Reading some posts here a number of people have learned to write the needed programs only to find the effort isn’t worth the results for there needs. I think down the road five years or so I’ll make the time but right now it isn’t there. Thought maybe some one here can either point me in the right direction or guide me in the path of either selling it or boxing it up until time allows me to learn what’s needed to use it.
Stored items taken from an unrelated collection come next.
use csa_header::{
    AscconvError, CsaAsciiHeader, OrderedMap, Value, parse_ascconv, parse_ascconv_text,
};

const RAW_ELEMENTS: &str = "\
GRADSPEC.asGPAData[0].sEddyCompensationY.aflTimeConstant[1]\t = \t0.917683601379
TXSPEC.asNucleusInfo[0].CompProtectionValues.MaxOfflineTxAmpl\t = \t534.113952637
SliceArray.asSlice[2].sNormal.dSag\t = \t-0.01623302609
PtabAbsStartPosZValid\t = \t0x1
";

fn path<'a>(root: &'a OrderedMap<Value>, key: &str) -> &'a Value {
    root.get(key).unwrap_or_else(|| panic!("missing key {key}"))
}

#[test]
fn nested_paths_build_sparse_lists() {
    let protocol = parse_ascconv_text(RAW_ELEMENTS).unwrap();
    assert_eq!(
        protocol.keys().collect::<Vec<_>>(),
        ["GRADSPEC", "TXSPEC", "SliceArray", "PtabAbsStartPosZValid"]
    );

    let time_constant = path(&protocol, "GRADSPEC")
        .get("asGPAData")
        .and_then(|list| list.at(0))
        .and_then(|gpa| gpa.get("sEddyCompensationY"))
        .and_then(|eddy| eddy.get("aflTimeConstant"))
        .unwrap();
    assert_eq!(
        time_constant,
        &Value::List(vec![Value::Null, Value::Float(0.917683601379)])
    );

    let amplitude = path(&protocol, "TXSPEC")
        .get("asNucleusInfo")
        .and_then(|list| list.at(0))
        .and_then(|info| info.get("CompProtectionValues"))
        .and_then(|values| values.get("MaxOfflineTxAmpl"));
    assert_eq!(amplitude, Some(&Value::Float(534.113952637)));

    let slices = path(&protocol, "SliceArray").get("asSlice").unwrap();
    let expected_slice: OrderedMap<Value> = [(
        "sNormal",
        Value::Map([("dSag", Value::Float(-0.01623302609))].into_iter().collect()),
    )]
    .into_iter()
    .collect();
    assert_eq!(
        slices,
        &Value::List(vec![Value::Null, Value::Null, Value::Map(expected_slice)])
    );

    assert_eq!(path(&protocol, "PtabAbsStartPosZValid"), &Value::Int(1));
}

#[test]
fn parsed_protocol_serializes_with_nulls_in_order() {
    let protocol = parse_ascconv_text(RAW_ELEMENTS).unwrap();
    let json = serde_json::to_string(&protocol).expect("json");
    let gradspec = concat!(
        r#"{"GRADSPEC":{"asGPAData":[{"sEddyCompensationY":"#,
        r#"{"aflTimeConstant":[null,0.917683601379]}}]}"#
    );
    assert!(json.starts_with(gradspec));
    assert!(json.ends_with(r#""PtabAbsStartPosZValid":1}"#));
}

#[test]
fn xprotocol_document_with_framed_block() {
    let text = "<XProtocol>\n{\n  <Name> \"PhoenixMetaProtocol\"\n}\n\
### ASCCONV BEGIN object=MrProtDataImpl@MrProtocolData version=51130001 converter=%MEASCONST%/ConverterList/Prot_Converter.txt ###\n\
ulVersion                                = 0x30d4a01\n\
tSequenceFileName                        = \"\"%SiemensSeq%\\ep2d_bold\"\"\n\
sKSpace.lBaseResolution                  = 64\n\
sKSpace.dPhaseResolution                 = 1\n\
# sKSpace.lPhaseEncodingLines = 64\n\
sSliceArray.asSlice[0].sPosition.dTra    = -17.5 # slice 1\n\
sSliceArray.lSize                        = 1\n\
### ASCCONV END ###\n\
</XProtocol>\n";
    let header = CsaAsciiHeader::from_text(text);
    let ascconv = header.parse_ascconv().unwrap();

    assert_eq!(ascconv.preamble, "<XProtocol>\n{\n  <Name> \"PhoenixMetaProtocol\"\n}");
    assert_eq!(ascconv.attributes.len(), 3);
    assert_eq!(ascconv.attributes[1], ("version".to_string(), "51130001".to_string()));

    let protocol = &ascconv.protocol;
    assert_eq!(protocol.get("ulVersion"), Some(&Value::Int(0x30d4a01)));
    assert_eq!(
        protocol.get("tSequenceFileName").and_then(Value::as_str),
        Some("%SiemensSeq%\\ep2d_bold")
    );
    let k_space = protocol.get("sKSpace").unwrap().as_map().unwrap();
    assert_eq!(k_space.keys().collect::<Vec<_>>(), ["lBaseResolution", "dPhaseResolution"]);
    let tra = protocol
        .get("sSliceArray")
        .and_then(|array| array.get("asSlice"))
        .and_then(|slices| slices.at(0))
        .and_then(|slice| slice.get("sPosition"))
        .and_then(|position| position.get("dTra"));
    assert_eq!(tra, Some(&Value::Float(-17.5)));
    assert_eq!(header.n_slices().unwrap(), Some(1));
}

#[test]
fn missing_end_marker_parses_to_end_of_text() {
    let text = "### ASCCONV BEGIN ###\nlA = 1\nlB = 2\n";
    let ascconv = parse_ascconv(text, "\"\"").unwrap();
    assert_eq!(ascconv.protocol.len(), 2);
    assert!(ascconv.attributes.is_empty());
    assert_eq!(ascconv.preamble, "");
}

#[test]
fn windows_line_endings_are_accepted() {
    let protocol = parse_ascconv_text("lA = 1\r\nsB.lC = 0x10\r\n").unwrap();
    assert_eq!(protocol.get("lA"), Some(&Value::Int(1)));
    assert_eq!(protocol.get("sB").and_then(|b| b.get("lC")), Some(&Value::Int(16)));
}

#[test]
fn errors_report_line_numbers() {
    let err = parse_ascconv_text("lA = 1\n\nsB[x] = 2\n").unwrap_err();
    assert_eq!(
        err,
        AscconvError::InvalidPath {
            line: 3,
            path: "sB[x]".to_string(),
        }
    );

    let err = parse_ascconv_text("sA.lB = 1\nsA.lB.lC = 2\n").unwrap_err();
    assert!(matches!(err, AscconvError::PathConflict { line: 2, .. }));
}

#[test]
fn ascii_header_from_bytes_counts_slices() {
    let header = CsaAsciiHeader::new(
        b"sSliceArray.lSize = 0x24\nsSliceArray.asSlice[35].dThickness = 2\n",
    );
    assert_eq!(header.n_slices().unwrap(), Some(36));
}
What’s really amusing to me is my wife has what is called a Cricut it’s basically a CNC crafting mill. She can take an image of something from almost anywhere and in few minutes have one printed and or cut out of almost anything that comes in sheets. Its a $300 crafting toy. It prints, cuts, scores while its basically two deminsional seeing it score paper for a folding edge tells me its operating on a three diminsional format much to the same needs of a CNC mill. We picked out a wicked looking fox from an image on line, ten minutes later she’s got a left and right facing one with three colors of ink dozens of complex highlighted areas scored and the entire fox cut out of decal material for my son. One would think there is a program for a mill to help me cut a circle or squares.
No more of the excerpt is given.